- **Your goal**:
Using the entries below, say how many of the lines carry "ResolvedConfig". Write the number alone.
--- Supplied records Enclosed Below ---
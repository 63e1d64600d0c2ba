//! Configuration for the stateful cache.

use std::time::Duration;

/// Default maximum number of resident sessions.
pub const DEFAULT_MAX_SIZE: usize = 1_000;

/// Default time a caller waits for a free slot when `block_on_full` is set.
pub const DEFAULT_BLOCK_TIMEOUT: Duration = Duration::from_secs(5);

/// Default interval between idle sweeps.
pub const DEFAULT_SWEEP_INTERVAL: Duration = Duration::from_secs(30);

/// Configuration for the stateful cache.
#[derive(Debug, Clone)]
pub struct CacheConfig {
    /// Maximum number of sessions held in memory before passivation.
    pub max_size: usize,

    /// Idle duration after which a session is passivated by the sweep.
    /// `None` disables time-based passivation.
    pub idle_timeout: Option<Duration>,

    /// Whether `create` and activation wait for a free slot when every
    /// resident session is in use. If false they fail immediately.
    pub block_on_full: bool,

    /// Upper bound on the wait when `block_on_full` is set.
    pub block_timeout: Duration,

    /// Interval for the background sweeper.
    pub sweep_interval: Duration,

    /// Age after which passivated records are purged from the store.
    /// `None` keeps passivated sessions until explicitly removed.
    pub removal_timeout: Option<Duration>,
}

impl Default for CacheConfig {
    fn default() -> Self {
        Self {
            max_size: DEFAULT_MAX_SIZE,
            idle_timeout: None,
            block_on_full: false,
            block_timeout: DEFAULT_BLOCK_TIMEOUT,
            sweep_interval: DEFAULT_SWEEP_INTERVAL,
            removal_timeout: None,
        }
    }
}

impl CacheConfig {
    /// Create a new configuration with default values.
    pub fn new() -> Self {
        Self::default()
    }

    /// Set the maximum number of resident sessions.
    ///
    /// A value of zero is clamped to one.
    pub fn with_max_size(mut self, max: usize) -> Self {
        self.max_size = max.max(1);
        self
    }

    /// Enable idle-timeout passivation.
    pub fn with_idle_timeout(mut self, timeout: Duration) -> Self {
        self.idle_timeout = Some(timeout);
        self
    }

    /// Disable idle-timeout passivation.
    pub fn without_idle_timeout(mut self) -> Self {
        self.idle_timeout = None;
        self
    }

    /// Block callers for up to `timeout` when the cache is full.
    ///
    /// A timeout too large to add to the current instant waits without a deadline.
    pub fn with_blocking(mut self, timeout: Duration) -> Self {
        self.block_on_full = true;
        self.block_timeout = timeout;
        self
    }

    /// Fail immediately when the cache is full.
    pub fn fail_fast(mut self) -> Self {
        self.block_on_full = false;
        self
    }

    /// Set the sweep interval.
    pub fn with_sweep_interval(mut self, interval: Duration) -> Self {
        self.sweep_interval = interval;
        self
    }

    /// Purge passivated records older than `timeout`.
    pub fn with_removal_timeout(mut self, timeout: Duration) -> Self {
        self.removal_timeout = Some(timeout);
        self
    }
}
--- End of Enclosed Supplied records ---
--- Supplied records Enclosed Below ---
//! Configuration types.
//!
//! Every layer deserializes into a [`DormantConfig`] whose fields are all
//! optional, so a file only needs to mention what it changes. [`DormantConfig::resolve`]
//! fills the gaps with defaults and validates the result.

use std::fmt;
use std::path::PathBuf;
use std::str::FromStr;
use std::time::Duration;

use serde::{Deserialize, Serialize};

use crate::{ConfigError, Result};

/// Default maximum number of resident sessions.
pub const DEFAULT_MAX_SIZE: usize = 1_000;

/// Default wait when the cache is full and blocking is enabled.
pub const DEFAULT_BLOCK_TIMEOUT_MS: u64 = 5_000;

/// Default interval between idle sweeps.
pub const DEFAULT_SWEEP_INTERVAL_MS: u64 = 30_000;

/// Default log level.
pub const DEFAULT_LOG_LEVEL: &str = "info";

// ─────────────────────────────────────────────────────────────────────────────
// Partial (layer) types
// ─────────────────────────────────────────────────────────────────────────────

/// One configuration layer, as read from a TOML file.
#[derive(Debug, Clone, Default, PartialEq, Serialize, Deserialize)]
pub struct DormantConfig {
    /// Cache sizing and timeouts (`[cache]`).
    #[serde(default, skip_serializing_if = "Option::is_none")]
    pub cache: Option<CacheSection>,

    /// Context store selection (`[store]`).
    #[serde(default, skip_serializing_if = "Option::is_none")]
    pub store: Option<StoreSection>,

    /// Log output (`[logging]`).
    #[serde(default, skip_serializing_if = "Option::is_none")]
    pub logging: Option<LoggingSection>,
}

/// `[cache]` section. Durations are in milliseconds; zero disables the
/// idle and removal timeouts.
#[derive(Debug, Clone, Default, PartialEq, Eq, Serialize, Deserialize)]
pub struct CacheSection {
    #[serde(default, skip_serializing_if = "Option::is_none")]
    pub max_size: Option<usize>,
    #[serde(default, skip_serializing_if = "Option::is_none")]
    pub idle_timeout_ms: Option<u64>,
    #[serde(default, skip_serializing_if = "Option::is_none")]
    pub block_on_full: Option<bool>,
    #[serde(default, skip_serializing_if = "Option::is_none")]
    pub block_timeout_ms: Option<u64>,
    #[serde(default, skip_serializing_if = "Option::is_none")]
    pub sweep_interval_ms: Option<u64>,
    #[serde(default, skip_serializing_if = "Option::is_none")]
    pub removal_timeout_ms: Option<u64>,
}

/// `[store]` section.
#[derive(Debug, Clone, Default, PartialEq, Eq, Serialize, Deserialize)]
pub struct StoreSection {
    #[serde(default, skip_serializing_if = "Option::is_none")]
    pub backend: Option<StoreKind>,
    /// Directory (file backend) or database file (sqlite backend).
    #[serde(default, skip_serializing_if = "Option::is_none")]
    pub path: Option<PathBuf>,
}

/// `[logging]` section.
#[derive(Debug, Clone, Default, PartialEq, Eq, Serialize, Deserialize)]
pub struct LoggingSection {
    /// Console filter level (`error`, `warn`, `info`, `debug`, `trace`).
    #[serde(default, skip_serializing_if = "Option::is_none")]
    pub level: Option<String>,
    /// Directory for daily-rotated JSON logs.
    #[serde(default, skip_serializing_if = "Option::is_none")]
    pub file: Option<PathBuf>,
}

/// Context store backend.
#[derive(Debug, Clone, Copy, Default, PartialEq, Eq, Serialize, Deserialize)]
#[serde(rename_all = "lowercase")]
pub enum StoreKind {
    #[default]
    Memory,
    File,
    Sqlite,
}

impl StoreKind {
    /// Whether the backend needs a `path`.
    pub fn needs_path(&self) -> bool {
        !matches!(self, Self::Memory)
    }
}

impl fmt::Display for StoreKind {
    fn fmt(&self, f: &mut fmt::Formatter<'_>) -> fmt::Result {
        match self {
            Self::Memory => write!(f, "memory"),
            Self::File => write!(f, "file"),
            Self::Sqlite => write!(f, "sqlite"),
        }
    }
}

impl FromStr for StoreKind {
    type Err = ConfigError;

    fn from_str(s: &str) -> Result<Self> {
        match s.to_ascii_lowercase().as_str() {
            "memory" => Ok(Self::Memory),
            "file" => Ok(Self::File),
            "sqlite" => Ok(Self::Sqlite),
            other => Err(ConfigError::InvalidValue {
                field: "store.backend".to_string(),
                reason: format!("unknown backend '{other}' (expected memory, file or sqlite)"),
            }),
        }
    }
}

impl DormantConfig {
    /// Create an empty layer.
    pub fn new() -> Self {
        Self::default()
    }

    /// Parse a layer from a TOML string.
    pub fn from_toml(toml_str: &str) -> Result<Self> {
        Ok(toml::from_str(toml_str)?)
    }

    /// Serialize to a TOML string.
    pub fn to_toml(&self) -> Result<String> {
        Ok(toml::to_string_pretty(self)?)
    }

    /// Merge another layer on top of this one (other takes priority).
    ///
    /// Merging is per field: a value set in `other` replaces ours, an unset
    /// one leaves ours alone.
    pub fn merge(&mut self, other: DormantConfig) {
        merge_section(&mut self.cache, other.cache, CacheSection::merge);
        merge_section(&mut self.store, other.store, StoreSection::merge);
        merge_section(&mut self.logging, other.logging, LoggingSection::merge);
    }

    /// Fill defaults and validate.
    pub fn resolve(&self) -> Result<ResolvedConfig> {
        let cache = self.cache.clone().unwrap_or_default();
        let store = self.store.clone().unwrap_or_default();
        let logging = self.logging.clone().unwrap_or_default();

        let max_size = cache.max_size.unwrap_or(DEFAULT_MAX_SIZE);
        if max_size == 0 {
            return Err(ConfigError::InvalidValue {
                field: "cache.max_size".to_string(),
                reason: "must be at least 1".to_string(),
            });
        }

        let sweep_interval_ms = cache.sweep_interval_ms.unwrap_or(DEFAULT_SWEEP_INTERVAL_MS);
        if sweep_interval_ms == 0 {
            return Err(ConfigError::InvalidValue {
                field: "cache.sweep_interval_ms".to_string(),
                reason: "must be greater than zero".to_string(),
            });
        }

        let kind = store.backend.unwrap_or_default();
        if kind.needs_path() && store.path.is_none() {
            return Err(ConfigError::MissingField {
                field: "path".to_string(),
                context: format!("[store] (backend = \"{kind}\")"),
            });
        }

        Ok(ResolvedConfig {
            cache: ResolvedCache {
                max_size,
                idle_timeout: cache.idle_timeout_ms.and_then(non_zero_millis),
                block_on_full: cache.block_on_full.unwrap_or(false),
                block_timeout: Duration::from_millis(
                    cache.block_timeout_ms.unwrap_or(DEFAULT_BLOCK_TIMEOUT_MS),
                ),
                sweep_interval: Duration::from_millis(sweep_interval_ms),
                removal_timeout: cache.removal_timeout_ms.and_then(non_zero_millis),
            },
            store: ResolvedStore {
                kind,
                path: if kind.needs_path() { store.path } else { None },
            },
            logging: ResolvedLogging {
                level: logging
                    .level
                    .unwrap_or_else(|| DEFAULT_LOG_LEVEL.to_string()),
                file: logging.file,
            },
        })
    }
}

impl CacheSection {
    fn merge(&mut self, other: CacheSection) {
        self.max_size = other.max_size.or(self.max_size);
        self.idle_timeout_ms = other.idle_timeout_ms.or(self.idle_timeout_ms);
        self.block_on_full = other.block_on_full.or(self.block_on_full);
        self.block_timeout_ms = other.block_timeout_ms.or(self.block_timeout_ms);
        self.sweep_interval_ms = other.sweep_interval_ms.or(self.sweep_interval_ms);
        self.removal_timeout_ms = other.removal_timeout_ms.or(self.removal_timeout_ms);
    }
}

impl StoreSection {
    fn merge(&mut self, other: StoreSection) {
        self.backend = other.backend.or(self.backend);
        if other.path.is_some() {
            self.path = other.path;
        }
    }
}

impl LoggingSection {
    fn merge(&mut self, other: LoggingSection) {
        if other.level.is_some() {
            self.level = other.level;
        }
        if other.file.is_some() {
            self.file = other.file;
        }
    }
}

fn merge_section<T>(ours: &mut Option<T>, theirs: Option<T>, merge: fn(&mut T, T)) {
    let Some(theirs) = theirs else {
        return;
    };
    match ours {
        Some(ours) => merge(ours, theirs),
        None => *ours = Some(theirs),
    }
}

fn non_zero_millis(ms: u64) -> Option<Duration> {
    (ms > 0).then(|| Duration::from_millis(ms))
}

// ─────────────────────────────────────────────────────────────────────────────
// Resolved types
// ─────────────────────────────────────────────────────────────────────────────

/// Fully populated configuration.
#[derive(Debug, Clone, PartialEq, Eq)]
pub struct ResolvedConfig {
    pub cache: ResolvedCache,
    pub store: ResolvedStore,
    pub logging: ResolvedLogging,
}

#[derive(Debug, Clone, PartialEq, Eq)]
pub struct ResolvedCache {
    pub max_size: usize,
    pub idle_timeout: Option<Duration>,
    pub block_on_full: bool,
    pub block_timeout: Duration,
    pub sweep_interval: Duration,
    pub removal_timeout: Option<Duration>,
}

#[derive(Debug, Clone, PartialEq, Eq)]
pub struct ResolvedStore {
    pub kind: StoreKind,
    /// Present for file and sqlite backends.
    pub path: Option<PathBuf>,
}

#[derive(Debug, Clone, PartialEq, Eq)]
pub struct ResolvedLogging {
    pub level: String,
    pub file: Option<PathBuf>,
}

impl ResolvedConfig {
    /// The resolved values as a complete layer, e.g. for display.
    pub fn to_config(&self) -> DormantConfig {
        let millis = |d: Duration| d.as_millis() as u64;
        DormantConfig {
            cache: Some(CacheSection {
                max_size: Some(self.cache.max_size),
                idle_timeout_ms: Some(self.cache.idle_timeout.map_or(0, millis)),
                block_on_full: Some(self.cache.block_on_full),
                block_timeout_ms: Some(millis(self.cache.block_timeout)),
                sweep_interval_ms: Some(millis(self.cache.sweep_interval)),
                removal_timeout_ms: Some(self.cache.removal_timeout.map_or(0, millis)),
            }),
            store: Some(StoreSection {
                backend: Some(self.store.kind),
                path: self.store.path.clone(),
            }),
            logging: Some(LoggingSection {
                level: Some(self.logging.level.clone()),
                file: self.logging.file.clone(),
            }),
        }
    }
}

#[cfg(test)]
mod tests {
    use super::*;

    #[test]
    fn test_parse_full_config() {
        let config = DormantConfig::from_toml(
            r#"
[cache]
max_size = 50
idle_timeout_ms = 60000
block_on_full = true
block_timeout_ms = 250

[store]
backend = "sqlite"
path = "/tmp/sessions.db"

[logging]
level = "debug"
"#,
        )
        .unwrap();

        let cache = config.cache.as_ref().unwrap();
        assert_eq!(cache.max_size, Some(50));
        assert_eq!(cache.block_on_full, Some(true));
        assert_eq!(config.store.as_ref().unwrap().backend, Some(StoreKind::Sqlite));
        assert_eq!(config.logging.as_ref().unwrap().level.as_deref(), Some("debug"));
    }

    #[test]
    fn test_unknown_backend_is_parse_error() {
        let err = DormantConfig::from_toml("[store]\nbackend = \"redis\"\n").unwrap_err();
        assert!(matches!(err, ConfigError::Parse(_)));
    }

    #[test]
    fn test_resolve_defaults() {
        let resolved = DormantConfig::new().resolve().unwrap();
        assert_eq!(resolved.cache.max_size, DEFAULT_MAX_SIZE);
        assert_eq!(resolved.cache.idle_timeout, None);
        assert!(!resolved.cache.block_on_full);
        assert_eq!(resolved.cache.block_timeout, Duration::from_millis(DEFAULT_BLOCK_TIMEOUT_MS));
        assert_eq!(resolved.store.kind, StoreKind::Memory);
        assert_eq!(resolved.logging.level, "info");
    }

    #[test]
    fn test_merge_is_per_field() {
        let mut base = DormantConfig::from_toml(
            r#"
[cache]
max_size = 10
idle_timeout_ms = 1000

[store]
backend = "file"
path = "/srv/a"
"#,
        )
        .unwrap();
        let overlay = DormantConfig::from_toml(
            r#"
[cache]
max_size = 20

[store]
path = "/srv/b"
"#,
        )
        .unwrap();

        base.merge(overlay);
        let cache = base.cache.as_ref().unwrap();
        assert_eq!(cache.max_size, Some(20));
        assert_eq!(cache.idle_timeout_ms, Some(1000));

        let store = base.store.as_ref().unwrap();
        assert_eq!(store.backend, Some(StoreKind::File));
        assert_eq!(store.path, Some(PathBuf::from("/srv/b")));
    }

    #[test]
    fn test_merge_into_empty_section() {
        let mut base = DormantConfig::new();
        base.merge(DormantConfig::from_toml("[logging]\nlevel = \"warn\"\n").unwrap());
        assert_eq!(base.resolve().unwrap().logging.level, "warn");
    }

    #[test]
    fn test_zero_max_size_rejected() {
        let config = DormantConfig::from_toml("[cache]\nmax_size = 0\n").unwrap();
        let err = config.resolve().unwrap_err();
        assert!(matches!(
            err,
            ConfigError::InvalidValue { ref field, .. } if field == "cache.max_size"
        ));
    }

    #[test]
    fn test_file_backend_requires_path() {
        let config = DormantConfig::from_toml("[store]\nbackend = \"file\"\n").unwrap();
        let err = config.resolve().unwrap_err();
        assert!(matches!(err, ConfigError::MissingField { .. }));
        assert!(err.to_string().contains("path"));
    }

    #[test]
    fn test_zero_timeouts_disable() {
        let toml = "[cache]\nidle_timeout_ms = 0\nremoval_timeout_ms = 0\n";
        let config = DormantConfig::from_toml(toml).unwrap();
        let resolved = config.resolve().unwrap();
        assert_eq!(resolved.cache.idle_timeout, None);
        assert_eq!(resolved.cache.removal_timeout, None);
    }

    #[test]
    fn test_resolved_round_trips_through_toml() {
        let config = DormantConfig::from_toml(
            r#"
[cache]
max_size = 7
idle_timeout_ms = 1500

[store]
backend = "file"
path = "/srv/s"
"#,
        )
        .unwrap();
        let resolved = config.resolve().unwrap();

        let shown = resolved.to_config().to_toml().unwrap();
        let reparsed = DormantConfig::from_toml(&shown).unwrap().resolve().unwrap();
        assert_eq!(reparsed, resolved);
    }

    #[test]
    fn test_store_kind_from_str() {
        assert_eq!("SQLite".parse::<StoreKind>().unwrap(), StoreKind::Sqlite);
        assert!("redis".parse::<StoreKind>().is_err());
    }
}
--- End of Enclosed Supplied records ---
- **Written solution**:
4